Consistent liver data and dynamics of protein damage in diabetic rats

Abstract

Oxidative stress and protein carbonylation are implicated in various diseases such as diabetes. Therefore, with the accurate identification and quantification of protein carbonylation, together with an understanding of how endogenous antioxidant metalloenzymes are coordinated to the metal ions, we can understand the metabolic response of living systems to biological stimuli, diseases and therapeutic treatments. These approaches may lead to the discovery of new biomarkers. This study aims to analyse the changes in the metalloenzymes involved in oxidative stress of diabetic rats.
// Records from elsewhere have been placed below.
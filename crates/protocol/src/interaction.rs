//! Click interaction matching for item mechanics.
//!
//! A click event is configured with two tokens, a phase (`left`, `right`,
//! `all`) and a target (`air`, `block`, `all`). They expand into the set of
//! concrete interactions the mechanic reacts to.

use std::collections::BTreeSet;

/// Concrete interaction reported by the host.
#[derive(Debug, Clone, Copy, PartialEq, Eq, PartialOrd, Ord, Hash)]
pub enum Interaction {
    LeftClickAir,
    LeftClickBlock,
    RightClickAir,
    RightClickBlock,
}

#[derive(Debug, Clone, Copy, PartialEq, Eq)]
pub enum ClickPhase {
    Left,
    Right,
    All,
}

impl ClickPhase {
    pub fn parse(token: &str) -> Option<Self> {
        match token.trim().to_ascii_lowercase().as_str() {
            "left" => Some(Self::Left),
            "right" => Some(Self::Right),
            "all" => Some(Self::All),
            _ => None,
        }
    }
}

#[derive(Debug, Clone, Copy, PartialEq, Eq)]
pub enum ClickTarget {
    Air,
    Block,
    All,
}

impl ClickTarget {
    /// Anything other than `block` or `all` means air.
    pub fn parse(token: &str) -> Self {
        match token.trim().to_ascii_lowercase().as_str() {
            "block" => Self::Block,
            "all" => Self::All,
            _ => Self::Air,
        }
    }
}

/// Expands a phase/target pair into concrete interactions.
pub fn expand_clicks(phase: ClickPhase, target: ClickTarget) -> BTreeSet<Interaction> {
    let phases: &[bool] = match phase {
        ClickPhase::Left => &[false],
        ClickPhase::Right => &[true],
        ClickPhase::All => &[true, false],
    };
    let (air, block) = match target {
        ClickTarget::Air => (true, false),
        ClickTarget::Block => (false, true),
        ClickTarget::All => (true, true),
    };

    let mut set = BTreeSet::new();
    for &right in phases {
        if air {
            set.insert(if right {
                Interaction::RightClickAir
            } else {
                Interaction::LeftClickAir
            });
        }
        if block {
            set.insert(if right {
                Interaction::RightClickBlock
            } else {
                Interaction::LeftClickBlock
            });
        }
    }
    set
}

/// Matches host interactions against a configured click event.
#[derive(Debug, Clone, Default, PartialEq, Eq)]
pub struct ClickMatcher {
    interactions: BTreeSet<Interaction>,
}

impl ClickMatcher {
    /// Builds a matcher from raw tokens. An unknown phase matches nothing.
    pub fn from_tokens(phase: &str, target: &str) -> Self {
        let interactions = match ClickPhase::parse(phase) {
            Some(phase) => expand_clicks(phase, ClickTarget::parse(target)),
            None => BTreeSet::new(),
        };
        Self { interactions }
    }

    pub fn matches(&self, interaction: Interaction) -> bool {
        self.interactions.contains(&interaction)
    }

    pub fn interactions(&self) -> &BTreeSet<Interaction> {
        &self.interactions
    }
}
//! Upload settings.
//!
//! Read from a single JSON document:
//!
//! ```json
//! {
//!   "upload": { "enabled": true, "type": "polymath", "options": { "server": "..." } },
//!   "receive": { "enabled": false },
//!   "send": { "pack": true, "join_message": false, "advanced": false },
//!   "messages": { "prefix": "[packs] " }
//! }
//! ```
//!
//! Every section and field is optional and falls back to its default.

use std::path::Path;

use packhost_protocol::{Messages, Options, ProviderSpec, ProviderType};
use serde::{Deserialize, Serialize};

use crate::error::ConfigError;

#[derive(Debug, Clone, Default, PartialEq, Serialize, Deserialize)]
#[serde(default)]
pub struct Settings {
    pub upload: UploadSettings,
    pub receive: ReceiveSettings,
    pub send: SendSettings,
    pub messages: Messages,
}

/// `upload.*`: master switch and provider selection.
#[derive(Debug, Clone, PartialEq, Serialize, Deserialize)]
#[serde(default)]
pub struct UploadSettings {
    pub enabled: bool,
    #[serde(rename = "type")]
    pub provider_type: ProviderType,
    pub options: Options,
}

impl Default for UploadSettings {
    fn default() -> Self {
        Self {
            enabled: false,
            provider_type: ProviderType::Polymath,
            options: Options::new(),
        }
    }
}

/// `receive.*`: pack status listener.
#[derive(Debug, Clone, Default, PartialEq, Serialize, Deserialize)]
#[serde(default)]
pub struct ReceiveSettings {
    pub enabled: bool,
}

/// `send.*`: pack delivery to connected clients.
#[derive(Debug, Clone, PartialEq, Serialize, Deserialize)]
#[serde(default)]
pub struct SendSettings {
    /// Offer the pack to clients.
    pub pack: bool,
    /// Tell joining clients where the pack is.
    #[serde(alias = "joinMessage")]
    pub join_message: bool,
    /// Use the advanced sender when the host supports it.
    pub advanced: bool,
    /// Prompt shown by the advanced sender.
    #[serde(skip_serializing_if = "Option::is_none")]
    pub prompt: Option<String>,
    /// Ask the advanced sender to require the pack.
    pub mandatory: bool,
}

impl Default for SendSettings {
    fn default() -> Self {
        Self {
            pack: true,
            join_message: false,
            advanced: false,
            prompt: None,
            mandatory: false,
        }
    }
}

impl SendSettings {
    /// Whether any delivery feature needs a pack sender.
    pub fn wants_sender(&self) -> bool {
        self.pack || self.join_message
    }
}

impl Settings {
    /// Loads settings from `path`, or defaults when the file does not exist.
    pub fn load(path: &Path) -> Result<Self, ConfigError> {
        if !path.exists() {
            tracing::warn!(path = %path.display(), "settings file not found, using defaults");
            return Ok(Self::default());
        }
        let content = std::fs::read_to_string(path)?;
        Self::from_json(&content)
    }

    pub fn from_json(content: &str) -> Result<Self, ConfigError> {
        Ok(serde_json::from_str(content)?)
    }

    /// The provider selection described by `upload.type` and `upload.options`.
    pub fn provider_spec(&self) -> ProviderSpec {
        ProviderSpec::new(
            self.upload.provider_type.clone(),
            self.upload.options.clone(),
        )
    }
}
//! Hosting error types.

use std::fmt;

/// Boxed error returned by third-party provider constructors.
pub type BoxError = Box<dyn std::error::Error + Send + Sync + 'static>;

/// Why a provider could not be resolved from configuration.
#[derive(Debug, Clone, Copy, PartialEq, Eq)]
pub enum ResolveErrorKind {
    UnknownType,
    MissingCommand,
    MissingTarget,
    ClassNotFound,
    NotAssignable,
    ConstructorNotFound,
    InstantiationFailed,
}

impl fmt::Display for ResolveErrorKind {
    fn fmt(&self, f: &mut fmt::Formatter<'_>) -> fmt::Result {
        f.write_str(match self {
            Self::UnknownType => "unknown provider type",
            Self::MissingCommand => "missing command",
            Self::MissingTarget => "missing provider name",
            Self::ClassNotFound => "provider not found",
            Self::NotAssignable => "not a hosting provider",
            Self::ConstructorNotFound => "no usable constructor",
            Self::InstantiationFailed => "instantiation failed",
        })
    }
}

/// Failure to build a hosting provider. Always fatal to the upload manager.
#[derive(Debug, thiserror::Error)]
#[error("{kind}: {message} (check `{key}`)")]
pub struct ResolveError {
    kind: ResolveErrorKind,
    key: &'static str,
    message: String,
    #[source]
    source: Option<BoxError>,
}

impl ResolveError {
    pub fn new(kind: ResolveErrorKind, key: &'static str, message: impl Into<String>) -> Self {
        Self {
            kind,
            key,
            message: message.into(),
            source: None,
        }
    }

    /// Attaches the underlying cause.
    pub fn with_source(mut self, source: impl Into<BoxError>) -> Self {
        self.source = Some(source.into());
        self
    }

    pub fn kind(&self) -> ResolveErrorKind {
        self.kind
    }

    /// Configuration key that needs fixing.
    pub fn key(&self) -> &'static str {
        self.key
    }

    pub fn message(&self) -> &str {
        &self.message
    }
}

/// Failure of a single upload attempt. Never invalidates the provider.
#[derive(Debug, thiserror::Error)]
pub enum UploadError {
    #[error("I/O error: {0}")]
    Io(#[from] std::io::Error),

    #[error("HTTP error: {0}")]
    Http(#[from] reqwest::Error),

    #[error("JSON error: {0}")]
    Json(#[from] serde_json::Error),

    #[error("upload rejected: {0}")]
    Rejected(String),

    #[error("command failed: {0}")]
    CommandFailed(String),

    #[error("provider did not report a pack URL")]
    MissingUrl,

    #[error("{0}")]
    Other(String),
}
In order to reach the main objective, in partnership with the University of Nebraska-Lincoln, we aim to develop procedures that work with techniques, such as LC-ESI-MS (liquid chromatography-electrospray ionisation-mass spectrometry) and ICP-MS-(inductively coupled plasma-mass spectrometry), in studies for the identification and characterisation of endogenous antioxidant metalloenzymes. Moreover, we will use a technique that combines 2D-ELFO (Two-dimensional electrophoresis) with hydrazide fluorophores derivatisation to analyse protein carbonylation. The results of this project elucidated some aspects about melloenzymes involved in oxidative stress observed in DM, which are related to metalloproteome studies in diabetic rats. It is, however, expected that the job profile is to provide technical and scientific support in healthcare, enabling the development new strategies for the prevention and treatment of diabetes. (AU)